Tom Brown
- Full name: Thomas William Brown
- Born: 14 June 1907 Bristol, England
- Died: 14 May 1961 (aged 53) Bristol, England
- School: Colston's School
- University: Bristol University

Rugby union career
- Position: Fullback

International career
- Years: Team / Apps / (Points)
- 1928–33: England / 9 / (0)

= Tom Brown (rugby union, born 1907) =

English rugby union player

Thomas William Brown (14 June 1907 – 14 May 1961) was an English international rugby union player.

Born in Bristol, Brown was educated at Colston's School and Bristol University.

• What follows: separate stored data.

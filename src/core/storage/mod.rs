//! Durable Key-Value Storage Port
//!
//! Generic string key-value persistence behind a trait, decoupled from any
//! specific storage technology. The wizard's preference cache is the only
//! in-crate consumer; it must keep working when the backing store is
//! unavailable, so every failure here is surfaced as a recoverable error.
//!
//! Backends:
//! - [`JsonFileKv`]: a single JSON document on disk, written atomically
//! - [`MemoryKv`]: in-memory test double

use std::collections::HashMap;
use std::path::{Path, PathBuf};
use std::sync::RwLock;

use async_trait::async_trait;
use serde_json::Value;

/// Errors from a key-value backend. Callers treat all variants as non-fatal.
#[derive(Debug, thiserror::Error)]
pub enum KvError {
    #[error("I/O error: {0}")]
    Io(#[from] std::io::Error),

    #[error("Serialization error: {0}")]
    Serialization(#[from] serde_json::Error),

    #[error("Backend unavailable: {0}")]
    Unavailable(String),
}

/// Generic get/set port used under a fixed namespace key.
#[async_trait]
pub trait KvStore: Send + Sync {
    /// Fetch the value stored under `key`, if any.
    async fn get(&self, key: &str) -> Result<Option<Value>, KvError>;

    /// Store `value` under `key`, replacing any previous value.
    async fn set(&self, key: &str, value: Value) -> Result<(), KvError>;

    /// Remove `key` if present.
    async fn delete(&self, key: &str) -> Result<(), KvError>;
}

// ============================================================================
// JSON File Backend
// ============================================================================

/// File-backed store: one JSON object mapping keys to values.
///
/// Reads tolerate a missing file (empty map). Writes go through a sibling
/// temp file and an atomic rename so a crash never leaves a torn document.
pub struct JsonFileKv {
    path: PathBuf,
}

impl JsonFileKv {
    pub fn new(path: impl Into<PathBuf>) -> Self {
        Self { path: path.into() }
    }

    async fn read_map(&self) -> Result<HashMap<String, Value>, KvError> {
        match tokio::fs::read_to_string(&self.path).await {
            Ok(contents) => Ok(serde_json::from_str(&contents)?),
            Err(e) if e.kind() == std::io::ErrorKind::NotFound => Ok(HashMap::new()),
            Err(e) => Err(e.into()),
        }
    }

    async fn write_map(&self, map: &HashMap<String, Value>) -> Result<(), KvError> {
        if let Some(parent) = self.path.parent() {
            tokio::fs::create_dir_all(parent).await?;
        }
        let tmp = self.path.with_extension("json.tmp");
        let contents = serde_json::to_string_pretty(map)?;
        tokio::fs::write(&tmp, contents).await?;
        tokio::fs::rename(&tmp, &self.path).await?;
        Ok(())
    }

    /// Path of the backing document
    pub fn path(&self) -> &Path {
        &self.path
    }
}

#[async_trait]
impl KvStore for JsonFileKv {
    async fn get(&self, key: &str) -> Result<Option<Value>, KvError> {
        Ok(self.read_map().await?.remove(key))
    }

    async fn set(&self, key: &str, value: Value) -> Result<(), KvError> {
        let mut map = self.read_map().await?;
        map.insert(key.to_string(), value);
        self.write_map(&map).await
    }

    async fn delete(&self, key: &str) -> Result<(), KvError> {
        let mut map = self.read_map().await?;
        if map.remove(key).is_some() {
            self.write_map(&map).await?;
        }
        Ok(())
    }
}

// ============================================================================
// In-Memory Backend (test double)
// ============================================================================

/// In-memory store. Also usable as a deliberately failing double via
/// [`MemoryKv::unavailable`] to exercise degraded-backend paths.
#[derive(Default)]
pub struct MemoryKv {
    map: RwLock<HashMap<String, Value>>,
    unavailable: bool,
}

impl MemoryKv {
    pub fn new() -> Self {
        Self::default()
    }

    /// A backend that fails every operation, simulating an unreachable store.
    pub fn unavailable() -> Self {
        Self {
            map: RwLock::new(HashMap::new()),
            unavailable: true,
        }
    }

    fn check(&self) -> Result<(), KvError> {
        if self.unavailable {
            Err(KvError::Unavailable(
                "memory store marked unavailable".to_string(),
            ))
        } else {
            Ok(())
        }
    }
}

#[async_trait]
impl KvStore for MemoryKv {
    async fn get(&self, key: &str) -> Result<Option<Value>, KvError> {
        self.check()?;
        Ok(self
            .map
            .read()
            .expect("kv lock poisoned")
            .get(key)
            .cloned())
    }

    async fn set(&self, key: &str, value: Value) -> Result<(), KvError> {
        self.check()?;
        self.map
            .write()
            .expect("kv lock poisoned")
            .insert(key.to_string(), value);
        Ok(())
    }

    async fn delete(&self, key: &str) -> Result<(), KvError> {
        self.check()?;
        self.map.write().expect("kv lock poisoned").remove(key);
        Ok(())
    }
}

// ============================================================================
// Tests
// ============================================================================

#[cfg(test)]
mod tests {
    use super::*;
    use serde_json::json;

    #[tokio::test]
    async fn test_memory_kv_roundtrip() {
        let kv = MemoryKv::new();
        assert!(kv.get("missing").await.unwrap().is_none());

        kv.set("k", json!({"a": 1})).await.unwrap();
        assert_eq!(kv.get("k").await.unwrap(), Some(json!({"a": 1})));

        kv.delete("k").await.unwrap();
        assert!(kv.get("k").await.unwrap().is_none());
    }

    #[tokio::test]
    async fn test_memory_kv_unavailable() {
        let kv = MemoryKv::unavailable();
        assert!(kv.get("k").await.is_err());
        assert!(kv.set("k", json!(1)).await.is_err());
    }

    #[tokio::test]
    async fn test_json_file_kv_missing_file_reads_empty() {
        let dir = tempfile::tempdir().unwrap();
        let kv = JsonFileKv::new(dir.path().join("prefs.json"));
        assert!(kv.get("anything").await.unwrap().is_none());
    }

    #[tokio::test]
    async fn test_json_file_kv_persists_across_instances() {
        let dir = tempfile::tempdir().unwrap();
        let path = dir.path().join("nested").join("prefs.json");

        let kv = JsonFileKv::new(&path);
        kv.set("profile", json!({"style": "modern"})).await.unwrap();

        let reopened = JsonFileKv::new(&path);
        assert_eq!(
            reopened.get("profile").await.unwrap(),
            Some(json!({"style": "modern"}))
        );
    }

    #[tokio::test]
    async fn test_json_file_kv_set_replaces() {
        let dir = tempfile::tempdir().unwrap();
        let kv = JsonFileKv::new(dir.path().join("prefs.json"));
        kv.set("k", json!("old")).await.unwrap();
        kv.set("k", json!("new")).await.unwrap();
        assert_eq!(kv.get("k").await.unwrap(), Some(json!("new")));
    }
}
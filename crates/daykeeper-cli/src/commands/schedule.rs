//! Schedule display commands.

use clap::Subcommand;

use crate::common;

#[derive(Subcommand)]
pub enum ScheduleAction {
    /// Show today's schedule
    Show {
        /// Emit the schedule as JSON instead of plain text
        #[arg(long)]
        json: bool,
    },
}

pub async fn run(action: ScheduleAction) -> Result<(), Box<dyn std::error::Error>> {
    let ctx = common::build()?;
    match action {
        ScheduleAction::Show { json } => {
            let schedule = ctx.service.schedule_view(&ctx.user, common::today()).await?;
            if json {
                println!("{}", serde_json::to_string_pretty(&schedule)?);
            } else {
                print!("{}", schedule.render());
            }
        }
    }
    Ok(())
}
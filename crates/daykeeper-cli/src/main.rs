use clap::{Parser, Subcommand};
use tracing_subscriber::EnvFilter;

mod app_config;
mod commands;
mod common;
mod console;
mod webhook;

#[derive(Parser)]
#[command(name = "daykeeper-cli", version, about = "Daykeeper CLI")]
struct Cli {
    #[command(subcommand)]
    command: Commands,
}

#[derive(Subcommand)]
enum Commands {
    /// Configure day anchor, journal destination, and habits
    Setup(commands::setup::SetupArgs),
    /// Show today's schedule
    Schedule {
        #[command(subcommand)]
        action: commands::schedule::ScheduleAction,
    },
    /// Task management
    Task {
        #[command(subcommand)]
        action: commands::task::TaskAction,
    },
    /// Run the daily habit check-in
    Checkin,
}

#[tokio::main]
async fn main() {
    tracing_subscriber::fmt()
        .with_env_filter(EnvFilter::from_default_env())
        .with_writer(std::io::stderr)
        .init();

    let cli = Cli::parse();
    let result = match cli.command {
        Commands::Setup(args) => commands::setup::run(args).await,
        Commands::Schedule { action } => commands::schedule::run(action).await,
        Commands::Task { action } => commands::task::run(action).await,
        Commands::Checkin => commands::checkin::run().await,
    };

    if let Err(e) = result {
        eprintln!("error: {e}");
        std::process::exit(1);
    }
}
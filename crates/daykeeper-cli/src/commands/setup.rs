//! Setup command: create or replace the user's configuration.

use clap::Args;

use daykeeper_core::platform::ChannelId;
use daykeeper_core::service::SetupInput;

use crate::common;

#[derive(Args)]
pub struct SetupArgs {
    /// Hour (0-23) the first slot of your day starts at
    #[arg(long)]
    pub start_hour: u32,
    /// Channel id journal entries are posted to
    #[arg(long, default_value = "0")]
    pub journal_channel: u64,
    /// Habits to do, comma separated (e.g. "Meditate,Go to the gym")
    #[arg(long, value_delimiter = ',', num_args = 0..)]
    pub positive: Vec<String>,
    /// Habits to avoid, comma separated (e.g. "Smoke,Junk food")
    #[arg(long, value_delimiter = ',', num_args = 0..)]
    pub negative: Vec<String>,
}

pub async fn run(args: SetupArgs) -> Result<(), Box<dyn std::error::Error>> {
    let ctx = common::build()?;
    let config = ctx
        .service
        .setup(
            &ctx.user,
            SetupInput {
                start_hour: args.start_hour,
                journal_channel: ChannelId(args.journal_channel),
                positive_habits: args.positive.join("\n"),
                negative_habits: args.negative.join("\n"),
            },
        )
        .await?;

    println!(
        "Setup saved: day starts at {:02}:00, tracking {} habit(s).",
        config.start_hour,
        config.habit_count()
    );
    Ok(())
}
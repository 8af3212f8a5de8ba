//! TOML-based application configuration for the CLI adapter.
//!
//! Stores the local identity presented to the core service and the
//! optional webhook journal entries are delivered to. Stored at
//! `~/.config/daykeeper/config.toml`.

use serde::{Deserialize, Serialize};
use std::path::{Path, PathBuf};

use daykeeper_core::store::data_dir;

fn default_user_id() -> u64 {
    1
}

fn default_user_name() -> String {
    whoami()
}

fn whoami() -> String {
    std::env::var("USER")
        .or_else(|_| std::env::var("USERNAME"))
        .unwrap_or_else(|_| "you".to_string())
}

/// CLI adapter configuration.
///
/// Serialized to/from TOML at `~/.config/daykeeper/config.toml`.
#[derive(Debug, Clone, PartialEq, Eq, Serialize, Deserialize)]
pub struct AppConfig {
    /// Identity used for all stored documents. Single-user by default.
    #[serde(default = "default_user_id")]
    pub user_id: u64,
    /// Display name used in generated journal entries.
    #[serde(default = "default_user_name")]
    pub user_name: String,
    /// Webhook journal entries are posted to. When unset, entries are
    /// printed to the console instead.
    #[serde(default)]
    pub journal_webhook_url: Option<String>,
}

impl Default for AppConfig {
    fn default() -> Self {
        Self {
            user_id: default_user_id(),
            user_name: default_user_name(),
            journal_webhook_url: None,
        }
    }
}

impl AppConfig {
    /// Load the config, writing a default file on first run.
    pub fn load() -> Result<Self, Box<dyn std::error::Error>> {
        let path = data_dir()?.join("config.toml");
        Self::load_from(&path)
    }

    pub fn load_from(path: &Path) -> Result<Self, Box<dyn std::error::Error>> {
        if !path.exists() {
            let config = Self::default();
            config.save_to(path)?;
            return Ok(config);
        }
        let text = std::fs::read_to_string(path)?;
        Ok(toml::from_str(&text)?)
    }

    pub fn save_to(&self, path: &Path) -> Result<(), Box<dyn std::error::Error>> {
        if let Some(parent) = path.parent() {
            std::fs::create_dir_all(parent)?;
        }
        std::fs::write(path, toml::to_string_pretty(self)?)?;
        Ok(())
    }

    pub fn config_path() -> Result<PathBuf, Box<dyn std::error::Error>> {
        Ok(data_dir()?.join("config.toml"))
    }
}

Brown, a fullback, played his club rugby for Bristol and regularly represented Gloucestershire, with which he won a county championship. He succeeded Kenneth Sellar as England fullback for their final 1928 Five Nations match, as they reclaimed the Calcutta Cup off Scotland, then in 1929 played the entire Five Nations campaign. His career was interrupted when a head cut he received playing for Major Stanley's XV in 1930 turned septic, leaving him critically ill in hospital. He didn't return to the England side until 1932 and gained the last of his nine caps the following year.

In 1933, Brown was given a lifetime ban from rugby union for associating with rugby league. He had not played rugby league, merely visited the grounds of Broughton Rangers in Manchester, having been approached to sign.

Brown ran a garage in Pilning and was licensee of the White Hart, Olveston.